Inside the Mind of a Hoarder
About 250,000 animals are affected by hoarding each year. Monday's incident where 51 dogs were recovered from a single trailer was described by a responding officer as a hoarding scene.
With obscene conditions inside the trailer and all 51 dogs starving, it brings multiple questions to mind. The biggest one being, "How can somebody let it get to this point?"
Hoarders, in general, have a rough time discarding things for a variety of reasons including the feelings objects will be useful in the future, have sentimental value, or are unique. They typically live in unhealthy and dangerous conditions, usually with broken appliances and a lack of necessary utilities like heat.
Up to 40% of hoarders also hoard animals. Animal hoarders are characterized as having intentions to care for their animals, but end up neglecting them due to their hoarding disorder.
Of all animal hoarders, 88% have diseased, dying or dead animals in their home or on their property.
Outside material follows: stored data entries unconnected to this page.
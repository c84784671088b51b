//! Named-topic publish/subscribe registry local to one endpoint.
//!
//! Callbacks for a name run in registration order. `emit` iterates a
//! snapshot, so callbacks may subscribe or unsubscribe (themselves included)
//! while an emit is in progress. The registry lock is never held while a
//! callback runs.

use std::collections::HashMap;
use std::fmt;
use std::sync::atomic::{AtomicU64, Ordering};
use std::sync::{Arc, Mutex, MutexGuard, PoisonError, Weak};

use serde_json::Value;

use crate::error::{HandlerError, HandlerResult};

/// A registered subscriber callback.
pub type Callback = Arc<dyn Fn(&Value) -> HandlerResult + Send + Sync>;

/// Publish/subscribe registry. Clones share the same registry.
#[derive(Clone, Default)]
pub struct EventRouter {
    inner: Arc<RouterInner>,
}

#[derive(Default)]
struct RouterInner {
    next_id: AtomicU64,
    subscribers: Mutex<HashMap<String, Vec<(u64, Callback)>>>,
}

/// Capability to remove one subscription.
#[derive(Clone)]
pub struct Subscription {
    name: String,
    id: u64,
    router: Weak<RouterInner>,
}

impl EventRouter {
    pub fn new() -> Self {
        Self::default()
    }

    /// Append `callback` to the subscribers of `name`.
    pub fn subscribe<F>(&self, name: &str, callback: F) -> Subscription
    where
        F: Fn(&Value) -> HandlerResult + Send + Sync + 'static,
    {
        self.subscribe_callback(name, Arc::new(callback))
    }

    /// Append an already shared callback to the subscribers of `name`.
    pub fn subscribe_callback(&self, name: &str, callback: Callback) -> Subscription {
        let id = self.inner.next_id.fetch_add(1, Ordering::Relaxed);
        self.inner
            .lock()
            .entry(name.to_string())
            .or_default()
            .push((id, callback));

        Subscription {
            name: name.to_string(),
            id,
            router: Arc::downgrade(&self.inner),
        }
    }

    /// Invoke every subscriber of `name` with `payload`.
    ///
    /// Returns how many callbacks ran. The first callback error stops the
    /// iteration and is returned to the caller.
    pub fn emit(&self, name: &str, payload: &Value) -> Result<usize, HandlerError> {
        let snapshot: Vec<Callback> = match self.inner.lock().get(name) {
            Some(callbacks) => callbacks
                .iter()
                .map(|(_, callback)| Arc::clone(callback))
                .collect(),
            None => return Ok(0),
        };

        for (ran, callback) in snapshot.iter().enumerate() {
            if let Err(err) = callback(payload) {
                tracing::trace!(topic = name, ran, "subscriber failed");
                return Err(err);
            }
        }
        Ok(snapshot.len())
    }

    /// Number of callbacks currently subscribed to `name`.
    pub fn subscriber_count(&self, name: &str) -> usize {
        self.inner.lock().get(name).map_or(0, Vec::len)
    }

    /// Names with at least one subscriber, sorted.
    pub fn names(&self) -> Vec<String> {
        let mut names: Vec<String> = self.inner.lock().keys().cloned().collect();
        names.sort_unstable();
        names
    }

    /// Drop every subscription.
    pub fn clear(&self) {
        let removed = std::mem::take(&mut *self.inner.lock());
        drop(removed);
    }
}

impl RouterInner {
    fn lock(&self) -> MutexGuard<'_, HashMap<String, Vec<(u64, Callback)>>> {
        self.subscribers
            .lock()
            .unwrap_or_else(PoisonError::into_inner)
    }
}

impl Subscription {
    /// Event name this subscription is attached to.
    pub fn name(&self) -> &str {
        &self.name
    }

    /// Remove this subscription's callback. Safe to call more than once.
    pub fn unsubscribe(&self) {
        let Some(router) = self.router.upgrade() else {
            return;
        };
        let removed = {
            let mut subscribers = router.lock();
            let Some(callbacks) = subscribers.get_mut(&self.name) else {
                return;
            };
            let position = callbacks.iter().position(|(id, _)| *id == self.id);
            let removed = position.map(|index| callbacks.remove(index));
            if callbacks.is_empty() {
                subscribers.remove(&self.name);
            }
            removed
        };
        drop(removed);
    }
}

impl fmt::Debug for EventRouter {
    fn fmt(&self, f: &mut fmt::Formatter<'_>) -> fmt::Result {
        f.debug_struct("EventRouter")
            .field("names", &self.names())
            .finish()
    }
}

impl fmt::Debug for Subscription {
    fn fmt(&self, f: &mut fmt::Formatter<'_>) -> fmt::Result {
        f.debug_struct("Subscription")
            .field("name", &self.name)
            .field("id", &self.id)
            .finish()
    }
}

#[cfg(test)]
mod tests {
    use std::sync::atomic::AtomicUsize;

    use serde_json::json;

    use super::*;

    fn counter() -> (Arc<AtomicUsize>, impl Fn(&Value) -> HandlerResult + Send + Sync) {
        let count = Arc::new(AtomicUsize::new(0));
        let inner = Arc::clone(&count);
        (count, move |_: &Value| {
            inner.fetch_add(1, Ordering::SeqCst);
            Ok(())
        })
    }

    #[test]
    fn emit_reaches_subscribers_in_order() {
        let router = EventRouter::new();
        let seen = Arc::new(Mutex::new(Vec::new()));

        for tag in ["first", "second", "third"] {
            let seen = Arc::clone(&seen);
            router.subscribe("clicked", move |payload: &Value| {
                seen.lock().unwrap().push((tag, payload.clone()));
                Ok(())
            });
        }

        assert_eq!(router.emit("clicked", &json!({"x": 1})).unwrap(), 3);
        let seen = seen.lock().unwrap();
        let tags: Vec<&str> = seen.iter().map(|(tag, _)| *tag).collect();
        assert_eq!(tags, vec!["first", "second", "third"]);
        assert!(seen.iter().all(|(_, payload)| payload == &json!({"x": 1})));
    }

    #[test]
    fn emit_without_subscribers_is_noop() {
        let router = EventRouter::new();
        assert_eq!(router.emit("nobody", &Value::Null).unwrap(), 0);
    }

    #[test]
    fn unsubscribe_removes_only_that_callback() {
        let router = EventRouter::new();
        let (kept_count, kept) = counter();
        let (removed_count, removed) = counter();

        let _kept = router.subscribe("clicked", kept);
        let subscription = router.subscribe("clicked", removed);
        subscription.unsubscribe();

        router.emit("clicked", &Value::Null).unwrap();
        assert_eq!(kept_count.load(Ordering::SeqCst), 1);
        assert_eq!(removed_count.load(Ordering::SeqCst), 0);
        assert_eq!(router.subscriber_count("clicked"), 1);
    }

    #[test]
    fn subscribe_then_unsubscribe_leaves_nothing() {
        let router = EventRouter::new();
        let (count, callback) = counter();

        let subscription = router.subscribe("clicked", callback);
        subscription.unsubscribe();
        subscription.unsubscribe();

        assert_eq!(router.emit("clicked", &Value::Null).unwrap(), 0);
        assert_eq!(count.load(Ordering::SeqCst), 0);
        assert!(router.names().is_empty());
    }

    #[test]
    fn out_of_order_unsubscribe_is_safe() {
        let router = EventRouter::new();
        let (_, a) = counter();
        let (_, b) = counter();
        let first = router.subscribe("e", a);
        let second = router.subscribe("e", b);

        second.unsubscribe();
        first.unsubscribe();
        second.unsubscribe();
        first.unsubscribe();
        assert_eq!(router.subscriber_count("e"), 0);
    }

    #[test]
    fn same_closure_registered_twice_is_removed_once() {
        let router = EventRouter::new();
        let count = Arc::new(AtomicUsize::new(0));
        let inner = Arc::clone(&count);
        let shared: Callback = Arc::new(move |_: &Value| {
            inner.fetch_add(1, Ordering::SeqCst);
            Ok(())
        });

        let first = router.subscribe_callback("e", Arc::clone(&shared));
        let _second = router.subscribe_callback("e", shared);
        first.unsubscribe();

        router.emit("e", &Value::Null).unwrap();
        assert_eq!(count.load(Ordering::SeqCst), 1);
    }

    #[test]
    fn self_unsubscribe_during_emit_keeps_iteration_intact() {
        let router = EventRouter::new();
        let slot: Arc<Mutex<Option<Subscription>>> = Arc::new(Mutex::new(None));
        let (after_count, after) = counter();

        let own = Arc::clone(&slot);
        let subscription = router.subscribe("once", move |_: &Value| {
            if let Some(subscription) = own.lock().unwrap().take() {
                subscription.unsubscribe();
            }
            Ok(())
        });
        *slot.lock().unwrap() = Some(subscription);
        router.subscribe("once", after);

        assert_eq!(router.emit("once", &Value::Null).unwrap(), 2);
        assert_eq!(router.emit("once", &Value::Null).unwrap(), 1);
        assert_eq!(after_count.load(Ordering::SeqCst), 2);
    }

    #[test]
    fn subscribing_during_emit_applies_to_next_emit() {
        let router = EventRouter::new();
        let (late_count, late) = counter();
        let late = Arc::new(late);

        let handle = router.clone();
        router.subscribe("grow", move |_: &Value| {
            let late = Arc::clone(&late);
            handle.subscribe("grow", move |payload: &Value| late(payload));
            Ok(())
        });

        assert_eq!(router.emit("grow", &Value::Null).unwrap(), 1);
        assert_eq!(late_count.load(Ordering::SeqCst), 0);
        assert_eq!(router.emit("grow", &Value::Null).unwrap(), 2);
        assert_eq!(late_count.load(Ordering::SeqCst), 1);
    }

    #[test]
    fn first_error_stops_and_propagates() {
        let router = EventRouter::new();
        let (after_count, after) = counter();

        router.subscribe("boom", |_: &Value| Err(HandlerError::new("handler exploded")));
        router.subscribe("boom", after);

        let err = router.emit("boom", &Value::Null).unwrap_err();
        assert_eq!(err.message(), "handler exploded");
        assert_eq!(after_count.load(Ordering::SeqCst), 0);
    }

    #[test]
    fn clear_drops_everything() {
        let router = EventRouter::new();
        let (count, callback) = counter();
        let subscription = router.subscribe("a", callback);
        router.subscribe("b", |_: &Value| Ok(()));

        assert_eq!(router.names(), vec!["a", "b"]);
        router.clear();
        subscription.unsubscribe();

        assert_eq!(router.emit("a", &Value::Null).unwrap(), 0);
        assert_eq!(count.load(Ordering::SeqCst), 0);
    }

    #[test]
    fn unsubscribe_after_router_dropped_is_noop() {
        let router = EventRouter::new();
        let subscription = router.subscribe("a", |_: &Value| Ok(()));
        drop(router);
        subscription.unsubscribe();
        assert_eq!(subscription.name(), "a");
    }
}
Erie News Now talked with a mental health specialist, Nicole Moore, from Safe Haven Behavioral Health Services who said hoarding isn't always a mental health issue. Hoarding can sometimes be caused by other underlying issues or life events.
Moore said hoarders don't necessarily recognize the conditions they're creating and living in are appalling and unsafe. She said they can be so distracted by their symptoms that they do not understand they're being cruel to the animals in their care.
Regardless of the cause of hoarding, local animal lovers say this mistreatment and neglect is intolerable. Erie News Now spoke with people supporting a fundraiser for a local animal shelter and most of them said they want to see a harsh punishment for Monday's incident.
With animal cruelty laws being strengthened last year, people charged with animal cruelty and neglect can be charged with a felony, be forced to pay up to a $15,000 fine and could be sentenced to seven years in prison.
The animals from Monday's incident were taken to the A.N.N.A. Shelter for care. Once the animals are released by their veterinarian, they will be available for adoption. In the meantime, the shelter faces tremendous costs in caring for the 51 dogs, which are soon to multiply since 19 are confirmed to be pregnant.